Let's say the 'true' value of a given pixel is 100 (out of 255). Take 10 images of the same scene in noisy conditions and you might record the following values:
104, 99, 98, 100, 101, 105, 99, 102, 94, 105
averaging these values (by adding them up and dividing by 10) gives the following pixel value: 100.7, which will round to 101, which is much closer to the true value than you would expect to be if you had to choose only one of the 10 images at random.
As for the how, there are specialist software packages for this (search for image stacking, I think Deep Sky Stacker is a popular choice). Alternatively you can do it in most image editing by loading several layers and merging pairs of layers (more recent versions of photoshop have special stacking functions which are a bit better).
The same principal lies behind reducing the resolution.

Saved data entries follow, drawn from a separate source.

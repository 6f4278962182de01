//! Provides a typed view over the generic JSON tree of a block model.
//!
//! Operators mutate the parsed `serde_json::Value` in place so that fields
//! they do not understand (`parent`, `display`, `ambientocclusion`, ...)
//! survive untouched. The helpers here give those operators checked access to
//! the parts they do understand.
//!
//! # Examples
//! ```
//! use serde_json::json;
//!
//! use modeltools::tools::shared::json::parse_vec3;
//!
//! assert!(parse_vec3(&json!([1, 2, 3])).is_some());
//! ```

use glam::DVec3;
use serde_json::{Map, Number, Value};

use crate::tools::{ToolError, ToolResult};

/// Converts a coordinate to a JSON number.
///
/// Integral values become JSON integers so untouched-looking coordinates stay
/// `4` rather than `4.0`; negative zero is written as `0`.
///
/// # Errors
/// Returns [`ToolError::MalformedDocument`] if `v` is infinite or NaN, which
/// JSON cannot represent.
///
/// # Examples
/// ```
/// use serde_json::json;
///
/// use modeltools::tools::shared::json::number_to_json;
///
/// assert_eq!(number_to_json(4.0).unwrap(), json!(4));
/// assert_eq!(number_to_json(-0.0).unwrap(), json!(0));
/// assert_eq!(number_to_json(2.5).unwrap(), json!(2.5));
/// assert!(number_to_json(f64::INFINITY).is_err());
/// ```
pub fn number_to_json(v: f64) -> ToolResult<Value> {
    const MAX_EXACT: f64 = 9_007_199_254_740_992.0;
    if v.fract() == 0.0 && v.abs() < MAX_EXACT {
        return Ok(Value::from(v as i64));
    }
    Number::from_f64(v)
        .map(Value::Number)
        .ok_or_else(|| ToolError::MalformedDocument("coordinate out of range".to_string()))
}

/// Converts a slice of coordinates to a JSON array.
pub fn vec_to_json(values: &[f64]) -> ToolResult<Value> {
    values
        .iter()
        .copied()
        .map(number_to_json)
        .collect::<ToolResult<Vec<_>>>()
        .map(Value::Array)
}

/// Converts a point to a three-element JSON array.
pub fn vec3_to_json(v: DVec3) -> ToolResult<Value> {
    vec_to_json(&v.to_array())
}

/// Parses a JSON array of exactly three numbers as a point.
///
/// # Examples
/// ```
/// use glam::DVec3;
/// use serde_json::json;
///
/// use modeltools::tools::shared::json::parse_vec3;
///
/// assert_eq!(parse_vec3(&json!([1, 2.5, -3])), Some(DVec3::new(1.0, 2.5, -3.0)));
/// assert_eq!(parse_vec3(&json!([1, 2])), None);
/// assert_eq!(parse_vec3(&json!([1, 2, "3"])), None);
/// ```
pub fn parse_vec3(value: &Value) -> Option<DVec3> {
    let arr = value.as_array()?;
    if arr.len() != 3 {
        return None;
    }
    Some(DVec3::new(
        arr[0].as_f64()?,
        arr[1].as_f64()?,
        arr[2].as_f64()?,
    ))
}

/// Reads the required point `key` from `object`.
///
/// # Errors
/// Returns [`ToolError::MalformedDocument`] if the field is missing or is not
/// an array of three numbers.
pub fn read_vec3(object: &Map<String, Value>, key: &str) -> ToolResult<DVec3> {
    let value = object
        .get(key)
        .ok_or_else(|| ToolError::MalformedDocument(format!("missing `{key}`")))?;
    parse_vec3(value).ok_or_else(|| {
        ToolError::MalformedDocument(format!("`{key}` must be an array of 3 numbers"))
    })
}

/// Parses raw bytes into a model document.
///
/// Strict JSON is tried first; if that fails the text is re-read as JSON5,
/// which tolerates comments and trailing commas found in hand-edited models.
///
/// # Errors
/// Returns [`ToolError::MalformedDocument`] if the bytes are not UTF-8, cannot
/// be parsed, or the top-level value is not an object.
///
/// # Examples
/// ```
/// use modeltools::tools::shared::json::parse_document;
///
/// assert!(parse_document(br#"{ "elements": [], // none yet
/// }"#).is_ok());
/// assert!(parse_document(b"[1, 2, 3]").is_err());
/// ```
pub fn parse_document(data: &[u8]) -> ToolResult<Value> {
    let text = std::str::from_utf8(data)
        .map_err(|_| ToolError::MalformedDocument("model is not valid UTF-8".to_string()))?;

    let value: Value = match serde_json::from_str(text) {
        Ok(value) => value,
        Err(strict) => {
            tracing::debug!(error = %strict, "strict JSON parse failed, retrying as JSON5");
            json5::from_str(text).map_err(|_| {
                ToolError::MalformedDocument(format!("failed to parse model: {strict}"))
            })?
        }
    };

    if !value.is_object() {
        return Err(ToolError::MalformedDocument(
            "model root is not an object".to_string(),
        ));
    }
    Ok(value)
}

/// Returns the object behind `value`, or a malformed-document error naming `what`.
pub fn expect_object_mut<'a>(
    value: &'a mut Value,
    what: &str,
) -> ToolResult<&'a mut Map<String, Value>> {
    value
        .as_object_mut()
        .ok_or_else(|| ToolError::MalformedDocument(format!("{what} is not an object")))
}

/// Returns the `elements` array of a model document.
///
/// # Errors
/// Returns [`ToolError::MalformedDocument`] if the document is not an object or
/// has no `elements` array.
pub fn elements_mut(document: &mut Value) -> ToolResult<&mut Vec<Value>> {
    expect_object_mut(document, "model root")?
        .get_mut("elements")
        .ok_or_else(|| ToolError::MalformedDocument("missing `elements`".to_string()))?
        .as_array_mut()
        .ok_or_else(|| ToolError::MalformedDocument("`elements` is not an array".to_string()))
}

/// Checked, mutable view of one element of a model.
///
/// # Examples
/// ```
/// use glam::DVec3;
/// use serde_json::json;
///
/// use modeltools::tools::shared::json::ElementView;
///
/// let mut element = json!({ "from": [0, 0, 0], "to": [16, 8, 16] });
/// let mut view = ElementView::new(&mut element).unwrap();
/// assert_eq!(view.to().unwrap(), DVec3::new(16.0, 8.0, 16.0));
/// view.set_to(DVec3::splat(4.0)).unwrap();
/// assert_eq!(element["to"], json!([4, 4, 4]));
/// ```
pub struct ElementView<'a> {
    object: &'a mut Map<String, Value>,
}

impl<'a> ElementView<'a> {
    /// Wraps an element value.
    ///
    /// # Errors
    /// Returns [`ToolError::MalformedDocument`] if the element is not an object.
    pub fn new(element: &'a mut Value) -> ToolResult<Self> {
        Ok(Self {
            object: expect_object_mut(element, "element")?,
        })
    }

    /// Returns the `from` corner.
    pub fn from(&self) -> ToolResult<DVec3> {
        read_vec3(&*self.object, "from")
    }

    /// Returns the `to` corner.
    pub fn to(&self) -> ToolResult<DVec3> {
        read_vec3(&*self.object, "to")
    }

    /// Replaces the `from` corner.
    ///
    /// # Errors
    /// Returns [`ToolError::MalformedDocument`] if a coordinate is not finite.
    pub fn set_from(&mut self, v: DVec3) -> ToolResult<()> {
        self.object.insert("from".to_string(), vec3_to_json(v)?);
        Ok(())
    }

    /// Replaces the `to` corner.
    ///
    /// # Errors
    /// Returns [`ToolError::MalformedDocument`] if a coordinate is not finite.
    pub fn set_to(&mut self, v: DVec3) -> ToolResult<()> {
        self.object.insert("to".to_string(), vec3_to_json(v)?);
        Ok(())
    }

    /// Returns the origin of the element's own rotation block, if it has one.
    ///
    /// # Errors
    /// Returns [`ToolError::MalformedDocument`] if `rotation` is present but is
    /// not an object with a three-number `origin`.
    pub fn rotation_origin(&self) -> ToolResult<Option<DVec3>> {
        match self.object.get("rotation") {
            None | Some(Value::Null) => Ok(None),
            Some(Value::Object(rotation)) => read_vec3(rotation, "origin").map(Some),
            Some(_) => Err(ToolError::MalformedDocument(
                "element `rotation` is not an object".to_string(),
            )),
        }
    }

    /// Replaces the origin of the element's rotation block.
    ///
    /// Does nothing if the element has no rotation block.
    ///
    /// # Errors
    /// Returns [`ToolError::MalformedDocument`] if a coordinate is not finite.
    pub fn set_rotation_origin(&mut self, v: DVec3) -> ToolResult<()> {
        if let Some(Value::Object(rotation)) = self.object.get_mut("rotation") {
            rotation.insert("origin".to_string(), vec3_to_json(v)?);
        }
        Ok(())
    }

    /// Applies `f` to the rotation origin, if there is one.
    pub fn map_rotation_origin(&mut self, f: impl FnOnce(DVec3) -> DVec3) -> ToolResult<()> {
        if let Some(origin) = self.rotation_origin()? {
            let moved = f(origin);
            tracing::debug!(?origin, ?moved, "moved rotation origin");
            self.set_rotation_origin(moved)?;
        }
        Ok(())
    }

    /// Returns the `faces` map, if the element has one.
    ///
    /// # Errors
    /// Returns [`ToolError::MalformedDocument`] if `faces` is not an object.
    pub fn faces_mut(&mut self) -> ToolResult<Option<&mut Map<String, Value>>> {
        match self.object.get_mut("faces") {
            None | Some(Value::Null) => Ok(None),
            Some(faces) => expect_object_mut(faces, "`faces`").map(Some),
        }
    }
}

/// Runs `f` on every element of `document`.
///
/// # Errors
/// Returns the first error from `f`, or [`ToolError::MalformedDocument`] if the
/// document has no `elements` array or an element is not an object.
pub fn for_each_element(
    document: &mut Value,
    mut f: impl FnMut(usize, ElementView<'_>) -> ToolResult<()>,
) -> ToolResult<()> {
    for (index, element) in elements_mut(document)?.iter_mut().enumerate() {
        f(index, ElementView::new(element)?)?;
    }
    Ok(())
}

One technique to do this is called 'binning' whereby you combine four adjacent pixels into one. So imagine four pixels corresponding to an area of flat colour within the image, which ought to have a uniform value of 100:
averaging them gives a single pixel with value of 99.75 which rounds to 100.
Incidentally, taking several images and averaging them is equivalent to taking a longer exposure except:
- you can let the camera cool between captures, helping with issue #1
- long exposures only work if you capture more light, which means keeping the aperture constant and lowering the ISO value (which is not always possible, e.g. if you hit the minimum ISO value)
- longer exposures can introduce camera shake, which can be avoided using several shorter exposures (though the images will need alignment).
Finally, when it comes to minimising noise the golden rule is to get as much light as possible. Averaging several exposures does this (it's total light captured that matters). Downsampling is really trading noise for resolution.